---- Data records
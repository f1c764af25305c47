//! Retrieval strategies shared by the search and indexing sides of a
//! pipeline.
//!
//! The keyword strategy scores lexically, picking BM25 or TF-IDF to match
//! the bound store backend. The dense strategy scores mean-pooled fragment
//! vectors by dot product against the pooled query, optionally re-scoring
//! the top candidates with token-level MaxSim (trading latency for
//! precision); the re-ranked list replaces the first-stage ranking.

use candle_core::Tensor;
use rayon::prelude::*;

use crate::{
    document::Fragment,
    embedding_db::{EmbeddingDb, EmbeddingMatrix},
    error::{Error, Result},
    model::EncoderModel,
    store::{BackendKind, StoreBinding},
    tfidf::TfIdfScorer,
};

/// One raw retrieval match before result normalization.
#[derive(Debug, Clone)]
pub struct RetrievedMatch {
    pub fragment: Fragment,
    /// None when the scoring backend produced no relevance score.
    pub score: Option<f32>,
}

pub enum Retriever {
    Keyword,
    Dense(DenseRetriever),
}

pub struct DenseRetriever {
    query_encoder: EncoderModel,
    passage_encoder: EncoderModel,
    embeddings: EmbeddingDb,
    /// When set, re-score this many first-stage candidates with MaxSim.
    rerank_depth: Option<usize>,
}

impl Retriever {
    /// Execute retrieval for all queries in one batched call.
    ///
    /// Returns one match list per query, in query order. Lists are ranked
    /// best-first by the backend's own ordering.
    pub fn retrieve_batch(
        &mut self,
        store: &StoreBinding,
        queries: &[String],
        top_k: usize,
    ) -> Result<Vec<Vec<RetrievedMatch>>> {
        match self {
            Retriever::Keyword => keyword_batch(store, queries, top_k),
            Retriever::Dense(dense) => dense.batch(store, queries, top_k),
        }
    }

    /// Run the encode stage of indexing. A no-op for lexical retrieval.
    pub fn encode_fragments(&mut self, fragments: &[Fragment]) -> Result<()> {
        match self {
            Retriever::Keyword => Ok(()),
            Retriever::Dense(dense) => dense.encode_fragments(fragments),
        }
    }

    /// Drop all stored fragment embeddings. Called on index clear.
    pub fn clear_encoded(&mut self) -> Result<()> {
        match self {
            Retriever::Keyword => Ok(()),
            Retriever::Dense(dense) => dense.embeddings.clear(),
        }
    }
}

fn keyword_batch(
    store: &StoreBinding,
    queries: &[String],
    top_k: usize,
) -> Result<Vec<Vec<RetrievedMatch>>> {
    match store.backend_kind() {
        BackendKind::Disk => queries
            .iter()
            .map(|query| {
                let hits = store.bm25_search(query, top_k)?;
                Ok(hits
                    .into_iter()
                    .map(|(fragment, score)| RetrievedMatch {
                        fragment,
                        score: Some(score),
                    })
                    .collect())
            })
            .collect(),
        BackendKind::Memory => {
            // One corpus snapshot serves the whole batch.
            let fragments = store.all_fragments()?;
            let scorer = TfIdfScorer::new(&fragments);
            Ok(queries
                .iter()
                .map(|query| {
                    scorer
                        .search(query, top_k)
                        .into_iter()
                        .map(|(fragment, score)| RetrievedMatch {
                            fragment,
                            score: Some(score),
                        })
                        .collect()
                })
                .collect())
        }
    }
}

impl DenseRetriever {
    /// Load both encoders eagerly and open the embedding store.
    pub fn new(
        query_model: &str,
        passage_model: &str,
        embeddings: EmbeddingDb,
        rerank_depth: Option<usize>,
    ) -> Result<Self> {
        let query_encoder = EncoderModel::load(query_model)?;
        let passage_encoder = EncoderModel::load(passage_model)?;
        Ok(Self {
            query_encoder,
            passage_encoder,
            embeddings,
            rerank_depth,
        })
    }

    fn batch(
        &mut self,
        store: &StoreBinding,
        queries: &[String],
        top_k: usize,
    ) -> Result<Vec<Vec<RetrievedMatch>>> {
        let query_tensors = self.query_encoder.encode_queries(queries)?;

        query_tensors
            .iter()
            .map(|query| {
                rank_candidates(
                    query,
                    &self.embeddings,
                    store,
                    top_k,
                    self.rerank_depth,
                )
            })
            .collect()
    }

    fn encode_fragments(&mut self, fragments: &[Fragment]) -> Result<()> {
        if fragments.is_empty() {
            return Ok(());
        }

        let texts: Vec<String> =
            fragments.iter().map(|f| f.content.clone()).collect();
        let embeddings = self.passage_encoder.encode_passages(&texts)?;

        let entries = embedding_entries(fragments, &embeddings)?;
        self.embeddings.batch_store(&entries)
    }
}

/// Flatten a `[B, T, D]` passage embedding tensor into per-fragment store
/// entries keyed by numeric fragment id.
///
/// The batch dimension must match the fragment count; a fragment stored
/// without an embedding would be unreachable to dense retrieval.
fn embedding_entries(
    fragments: &[Fragment],
    embeddings: &Tensor,
) -> Result<Vec<(u64, u32, u32, Vec<f32>)>> {
    let (batch_size, _num_tokens, dimension) = embeddings
        .dims3()
        .map_err(|e| Error::batch("passage encoding", e))?;
    if batch_size != fragments.len() {
        return Err(Error::batch(
            "passage encoding",
            format!(
                "encoder returned {batch_size} embeddings for {} fragments",
                fragments.len()
            ),
        ));
    }

    let mut entries = Vec::with_capacity(batch_size);
    for (i, fragment) in fragments.iter().enumerate() {
        let tensor = embeddings
            .get(i)
            .map_err(|e| Error::batch("passage encoding", e))?;
        let flat = tensor_to_flat_f32(&tensor)?;
        let num_tokens = flat.len() / dimension;
        entries.push((
            fragment.numeric_id,
            num_tokens as u32,
            dimension as u32,
            flat,
        ));
    }
    Ok(entries)
}

/// Rank all embedded fragments against one query.
///
/// First stage: dot product of mean-pooled vectors over every candidate.
/// Optional second stage: MaxSim re-scoring of the top `rerank_depth`
/// candidates, whose ordering replaces the first stage's.
fn rank_candidates(
    query: &Tensor,
    embeddings: &EmbeddingDb,
    store: &StoreBinding,
    top_k: usize,
    rerank_depth: Option<usize>,
) -> Result<Vec<RetrievedMatch>> {
    let query_pooled = pooled_rows(query)?;
    let candidate_ids = embeddings.list_ids()?;

    // Load and score candidates in parallel; skip malformed entries.
    let mut scored: Vec<(u64, f32)> = candidate_ids
        .par_iter()
        .filter_map(|&id| {
            let matrix = embeddings.load(id).ok().flatten()?;
            let score = dot(&query_pooled, &matrix.mean_pooled());
            Some((id, score))
        })
        .collect();

    scored.sort_by(|a, b| {
        b.1.partial_cmp(&a.1).unwrap_or(std::cmp::Ordering::Equal)
    });

    if let Some(depth) = rerank_depth {
        scored.truncate(depth.max(top_k));
        scored = rerank_maxsim(query, &scored, embeddings)?;
    }
    scored.truncate(top_k);

    let mut matches = Vec::with_capacity(scored.len());
    for (id, score) in scored {
        match store.get_by_numeric_id(id)? {
            Some(fragment) => matches.push(RetrievedMatch {
                fragment,
                score: Some(score),
            }),
            None => {
                tracing::debug!(
                    fragment = id,
                    "embedded fragment missing from store, skipping"
                );
            }
        }
    }
    Ok(matches)
}

/// Re-score candidates with MaxSim and return them sorted best-first.
fn rerank_maxsim(
    query: &Tensor,
    candidates: &[(u64, f32)],
    embeddings: &EmbeddingDb,
) -> Result<Vec<(u64, f32)>> {
    let mut ranked: Vec<(u64, f32)> = candidates
        .par_iter()
        .filter_map(|&(id, _)| {
            let matrix = embeddings.load(id).ok().flatten()?;
            let tensor = matrix_to_tensor(&matrix).ok()?;
            let score = maxsim(query, &tensor).ok()?;
            Some((id, score))
        })
        .collect();

    ranked.sort_by(|a, b| {
        b.1.partial_cmp(&a.1).unwrap_or(std::cmp::Ordering::Equal)
    });

    Ok(ranked)
}

/// Compute the MaxSim score between query and passage token embeddings.
///
/// query: [Q, D], passage: [T, D].
/// MaxSim = sum over query tokens of max(query_token . passage_token).
fn maxsim(query: &Tensor, passage: &Tensor) -> Result<f32> {
    let sim_matrix = query
        .matmul(&passage.t().map_err(map_candle_err)?)
        .map_err(map_candle_err)?;

    let row_maxes = sim_matrix.max(1).map_err(map_candle_err)?;

    let score = row_maxes
        .sum_all()
        .map_err(map_candle_err)?
        .to_scalar::<f32>()
        .map_err(map_candle_err)?;

    Ok(score)
}

/// Mean-pool a [N, D] tensor's rows into a D-length vector.
fn pooled_rows(tensor: &Tensor) -> Result<Vec<f32>> {
    let rows: Vec<Vec<f32>> =
        tensor.to_vec2::<f32>().map_err(map_candle_err)?;
    if rows.is_empty() {
        return Ok(Vec::new());
    }
    let dim = rows[0].len();
    let mut pooled = vec![0.0f32; dim];
    for row in &rows {
        for (acc, v) in pooled.iter_mut().zip(row) {
            *acc += v;
        }
    }
    for v in &mut pooled {
        *v /= rows.len() as f32;
    }
    Ok(pooled)
}

fn dot(a: &[f32], b: &[f32]) -> f32 {
    a.iter().zip(b).map(|(x, y)| x * y).sum()
}

/// Convert a stored embedding matrix into a [T, D] tensor.
fn matrix_to_tensor(matrix: &EmbeddingMatrix) -> Result<Tensor> {
    Tensor::from_vec(
        matrix.data.clone(),
        (matrix.num_tokens as usize, matrix.dimension as usize),
        &candle_core::Device::Cpu,
    )
    .map_err(map_candle_err)
}

fn tensor_to_flat_f32(tensor: &Tensor) -> Result<Vec<f32>> {
    tensor
        .flatten_all()
        .map_err(map_candle_err)?
        .to_vec1::<f32>()
        .map_err(map_candle_err)
}

fn map_candle_err(e: candle_core::Error) -> Error {
    Error::batch("tensor computation", e)
}
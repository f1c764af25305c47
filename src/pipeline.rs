//! Pipeline variants, parameter schemas, and the factory that builds
//! runnable pipelines.
//!
//! Each variant declares its parameters statically; a parameter's kind is
//! fixed by its declared default, and assignments of a different kind are
//! rejected before any pipeline is built. `audio_output=true` always forces
//! `top_k` to 3 so the playback stage stays bounded.

use std::collections::BTreeMap;
use std::sync::Arc;

use serde::Serialize;

use crate::{
    audio::{SpeechSynthesizer, SynthStage},
    data_dir::DataDir,
    embedding_db::EmbeddingDb,
    error::{Error, Result},
    model::{DEFAULT_PASSAGE_MODEL, DEFAULT_QUERY_MODEL},
    retriever::{DenseRetriever, Retriever},
    splitter::Splitter,
    store::StoreBinding,
};

/// Number of results a pipeline with audio playback is clamped to.
const AUDIO_TOP_K: i64 = 3;

/// A typed parameter value.
#[derive(Debug, Clone, PartialEq, Serialize)]
#[serde(untagged)]
pub enum ParamValue {
    Str(String),
    Bool(bool),
    Int(i64),
    Float(f64),
}

impl ParamValue {
    pub fn kind(&self) -> &'static str {
        match self {
            ParamValue::Str(_) => "string",
            ParamValue::Bool(_) => "bool",
            ParamValue::Int(_) => "int",
            ParamValue::Float(_) => "float",
        }
    }

    /// Parse `raw` as the same kind as `self`.
    pub fn parse_same_kind(&self, raw: &str) -> Result<ParamValue> {
        let parsed = match self {
            ParamValue::Str(_) => Some(ParamValue::Str(raw.to_string())),
            ParamValue::Bool(_) => raw.parse().ok().map(ParamValue::Bool),
            ParamValue::Int(_) => raw.parse().ok().map(ParamValue::Int),
            ParamValue::Float(_) => raw.parse().ok().map(ParamValue::Float),
        };
        parsed.ok_or_else(|| {
            Error::Config(format!("expected a {} value, got `{raw}`", self.kind()))
        })
    }
}

/// One declared parameter: its name and its default (which fixes the kind).
#[derive(Debug, Clone, Serialize)]
pub struct ParamSpec {
    pub name: &'static str,
    pub default: ParamValue,
}

/// The available pipeline variants.
#[derive(Debug, Clone, Copy, PartialEq, Eq)]
pub enum Variant {
    Keyword,
    Dense,
    DenseRanker,
}

impl Variant {
    pub fn all() -> [Variant; 3] {
        [Variant::Keyword, Variant::Dense, Variant::DenseRanker]
    }

    pub fn name(&self) -> &'static str {
        match self {
            Variant::Keyword => "Keyword Search",
            Variant::Dense => "Dense Passage Retrieval",
            Variant::DenseRanker => "Dense Passage Retrieval Ranker",
        }
    }

    pub fn from_name(name: &str) -> Result<Variant> {
        Variant::all()
            .into_iter()
            .find(|v| v.name() == name)
            .ok_or_else(|| Error::NotFound {
                kind: "pipeline variant",
                name: name.to_string(),
            })
    }

    /// The parameters this variant accepts, with their defaults.
    pub fn param_specs(&self) -> Vec<ParamSpec> {
        let mut specs = vec![
            ParamSpec {
                name: "index",
                default: ParamValue::Str("documents".into()),
            },
            ParamSpec {
                name: "top_k",
                default: ParamValue::Int(10),
            },
            ParamSpec {
                name: "audio_output",
                default: ParamValue::Bool(false),
            },
        ];

        if matches!(self, Variant::Dense | Variant::DenseRanker) {
            specs.push(ParamSpec {
                name: "query_model",
                default: ParamValue::Str(DEFAULT_QUERY_MODEL.into()),
            });
            specs.push(ParamSpec {
                name: "passage_model",
                default: ParamValue::Str(DEFAULT_PASSAGE_MODEL.into()),
            });
        }

        if matches!(self, Variant::DenseRanker) {
            specs.push(ParamSpec {
                name: "rerank_depth",
                default: ParamValue::Int(50),
            });
        }

        specs
    }
}

/// A validated parameter assignment for one variant.
#[derive(Debug, Clone, PartialEq, Serialize)]
pub struct PipelineParams {
    values: BTreeMap<&'static str, ParamValue>,
}

impl PipelineParams {
    pub fn defaults(variant: Variant) -> Self {
        let values = variant
            .param_specs()
            .into_iter()
            .map(|spec| (spec.name, spec.default))
            .collect();
        Self { values }
    }

    /// Override one parameter. The name must be declared by the variant and
    /// the value's kind must match the declared default's kind.
    pub fn set(&mut self, name: &str, value: ParamValue) -> Result<()> {
        let Some((key, current)) = self.values.get_key_value(name) else {
            return Err(Error::Config(format!("unknown parameter `{name}`")));
        };
        if current.kind() != value.kind() {
            return Err(Error::Config(format!(
                "parameter `{name}` expects a {} value, got {}",
                current.kind(),
                value.kind()
            )));
        }
        let key = *key;
        self.values.insert(key, value);
        Ok(())
    }

    pub fn get(&self, name: &str) -> Option<&ParamValue> {
        self.values.get(name)
    }

    /// Apply cross-parameter rules: audio playback caps `top_k` at 3.
    pub fn normalized(&self) -> Self {
        let mut out = self.clone();
        if out.bool_value("audio_output").unwrap_or(false) {
            out.values.insert("top_k", ParamValue::Int(AUDIO_TOP_K));
        }
        out
    }

    fn str_value(&self, name: &str) -> Result<String> {
        match self.values.get(name) {
            Some(ParamValue::Str(s)) => Ok(s.clone()),
            _ => Err(Error::Config(format!("missing string parameter `{name}`"))),
        }
    }

    fn int_value(&self, name: &str) -> Result<i64> {
        match self.values.get(name) {
            Some(ParamValue::Int(i)) => Ok(*i),
            _ => Err(Error::Config(format!("missing int parameter `{name}`"))),
        }
    }

    fn bool_value(&self, name: &str) -> Result<bool> {
        match self.values.get(name) {
            Some(ParamValue::Bool(b)) => Ok(*b),
            _ => Err(Error::Config(format!("missing bool parameter `{name}`"))),
        }
    }
}

/// Builds runnable pipelines from a variant plus parameters.
pub struct PipelineFactory {
    data_dir: DataDir,
    synthesizer: Option<Arc<dyn SpeechSynthesizer>>,
}

impl PipelineFactory {
    pub fn new(data_dir: DataDir) -> Self {
        Self {
            data_dir,
            synthesizer: None,
        }
    }

    pub fn with_synthesizer(
        mut self,
        synthesizer: Arc<dyn SpeechSynthesizer>,
    ) -> Self {
        self.synthesizer = Some(synthesizer);
        self
    }

    pub fn data_dir(&self) -> &DataDir {
        &self.data_dir
    }

    /// Build a pipeline. Model loads happen here, so a missing or broken
    /// encoder fails the build rather than the first search.
    pub fn build(
        &self,
        variant: Variant,
        params: &PipelineParams,
    ) -> Result<Pipeline> {
        let params = params.normalized();

        let index_name = params.str_value("index")?;
        let top_k = params.int_value("top_k")?.max(0) as usize;
        let audio_output = params.bool_value("audio_output")?;

        let synth = if audio_output {
            let synthesizer =
                self.synthesizer.clone().ok_or(Error::ModelUnavailable {
                    model: "speech synthesizer".into(),
                    reason: "no synthesizer registered with this factory".into(),
                })?;
            Some(SynthStage::new(synthesizer, self.data_dir.audio_dir()?))
        } else {
            None
        };

        let store = StoreBinding::bind(&self.data_dir, &index_name);

        let retriever = match variant {
            Variant::Keyword => Retriever::Keyword,
            Variant::Dense | Variant::DenseRanker => {
                let query_model = params.str_value("query_model")?;
                let passage_model = params.str_value("passage_model")?;
                let embeddings = EmbeddingDb::open(
                    &self.data_dir.embeddings_db(&index_name)?,
                )?;
                let rerank_depth = match variant {
                    Variant::DenseRanker => {
                        Some(params.int_value("rerank_depth")?.max(1) as usize)
                    }
                    _ => None,
                };
                Retriever::Dense(DenseRetriever::new(
                    &query_model,
                    &passage_model,
                    embeddings,
                    rerank_depth,
                )?)
            }
        };

        tracing::info!(
            variant = variant.name(),
            index = %index_name,
            top_k,
            "pipeline built"
        );

        Ok(Pipeline {
            variant,
            index_name,
            top_k,
            store,
            splitter: Splitter::default(),
            retriever,
            synth,
        })
    }
}

/// A runnable two-stage pipeline: one store binding shared by the indexing
/// and search sides, one retriever, one splitter.
pub struct Pipeline {
    variant: Variant,
    index_name: String,
    top_k: usize,
    pub(crate) store: StoreBinding,
    pub(crate) splitter: Splitter,
    pub(crate) retriever: Retriever,
    pub(crate) synth: Option<SynthStage>,
}

impl std::fmt::Debug for Pipeline {
    fn fmt(&self, f: &mut std::fmt::Formatter<'_>) -> std::fmt::Result {
        f.debug_struct("Pipeline")
            .field("variant", &self.variant)
            .field("index_name", &self.index_name)
            .field("top_k", &self.top_k)
            .finish_non_exhaustive()
    }
}

impl Pipeline {
    pub fn variant(&self) -> Variant {
        self.variant
    }

    pub fn index_name(&self) -> &str {
        &self.index_name
    }

    pub fn top_k(&self) -> usize {
        self.top_k
    }

    /// Identity of the underlying store binding; unchanged as long as the
    /// same pipeline instance is reused.
    pub fn binding_id(&self) -> u64 {
        self.store.binding_id()
    }
}

#[cfg(test)]
mod tests {
    use super::*;
    use crate::audio::stub::StubSynthesizer;

    fn factory(tmp: &tempfile::TempDir) -> PipelineFactory {
        let data_dir = DataDir::resolve(Some(tmp.path())).unwrap();
        PipelineFactory::new(data_dir)
    }

    #[test]
    fn variant_names_round_trip() {
        for variant in Variant::all() {
            assert_eq!(Variant::from_name(variant.name()).unwrap(), variant);
        }
        assert!(Variant::from_name("BM42").is_err());
    }

    #[test]
    fn keyword_defaults() {
        let params = PipelineParams::defaults(Variant::Keyword);
        assert_eq!(
            params.get("index"),
            Some(&ParamValue::Str("documents".into()))
        );
        assert_eq!(params.get("top_k"), Some(&ParamValue::Int(10)));
        assert_eq!(params.get("audio_output"), Some(&ParamValue::Bool(false)));
        assert!(params.get("query_model").is_none());
    }

    #[test]
    fn ranker_declares_model_and_depth_params() {
        let params = PipelineParams::defaults(Variant::DenseRanker);
        assert!(params.get("query_model").is_some());
        assert!(params.get("passage_model").is_some());
        assert_eq!(params.get("rerank_depth"), Some(&ParamValue::Int(50)));
    }

    #[test]
    fn set_rejects_unknown_names_and_kind_mismatches() {
        let mut params = PipelineParams::defaults(Variant::Keyword);
        assert!(params.set("nope", ParamValue::Int(1)).is_err());
        assert!(params.set("top_k", ParamValue::Str("ten".into())).is_err());
        params.set("top_k", ParamValue::Int(5)).unwrap();
        assert_eq!(params.get("top_k"), Some(&ParamValue::Int(5)));
    }

    #[test]
    fn audio_output_forces_top_k_three() {
        let mut params = PipelineParams::defaults(Variant::Keyword);
        params.set("top_k", ParamValue::Int(25)).unwrap();
        params.set("audio_output", ParamValue::Bool(true)).unwrap();

        let normalized = params.normalized();
        assert_eq!(normalized.get("top_k"), Some(&ParamValue::Int(3)));

        // Without audio playback the requested value stands.
        params.set("audio_output", ParamValue::Bool(false)).unwrap();
        assert_eq!(params.normalized().get("top_k"), Some(&ParamValue::Int(25)));
    }

    #[test]
    fn parse_same_kind_coerces_by_default_kind() {
        let spec = ParamValue::Int(10);
        assert_eq!(spec.parse_same_kind("42").unwrap(), ParamValue::Int(42));
        assert!(spec.parse_same_kind("many").is_err());

        let spec = ParamValue::Bool(false);
        assert_eq!(
            spec.parse_same_kind("true").unwrap(),
            ParamValue::Bool(true)
        );
    }

    #[test]
    fn keyword_pipeline_builds_without_models() {
        let tmp = tempfile::tempdir().unwrap();
        let params = PipelineParams::defaults(Variant::Keyword);
        let pipeline = factory(&tmp).build(Variant::Keyword, &params).unwrap();

        assert_eq!(pipeline.variant(), Variant::Keyword);
        assert_eq!(pipeline.index_name(), "documents");
        assert_eq!(pipeline.top_k(), 10);
        assert!(pipeline.synth.is_none());
    }

    #[test]
    fn audio_output_without_synthesizer_fails_build() {
        let tmp = tempfile::tempdir().unwrap();
        let mut params = PipelineParams::defaults(Variant::Keyword);
        params.set("audio_output", ParamValue::Bool(true)).unwrap();

        let err = factory(&tmp).build(Variant::Keyword, &params).unwrap_err();
        assert!(matches!(err, Error::ModelUnavailable { .. }));
    }

    #[test]
    fn audio_output_with_synthesizer_clamps_top_k() {
        let tmp = tempfile::tempdir().unwrap();
        let factory = factory(&tmp).with_synthesizer(Arc::new(StubSynthesizer));

        let mut params = PipelineParams::defaults(Variant::Keyword);
        params.set("audio_output", ParamValue::Bool(true)).unwrap();
        params.set("top_k", ParamValue::Int(20)).unwrap();

        let pipeline = factory.build(Variant::Keyword, &params).unwrap();
        assert_eq!(pipeline.top_k(), 3);
        assert!(pipeline.synth.is_some());
    }
}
--------
:: Your instructions ::
Every line in the entries above that has the word "sides" should be identified and copied.

:: Solution to this task ::
//! Retrieval strategies shared by the search and indexing sides of a
/// and search sides, one retriever, one splitter.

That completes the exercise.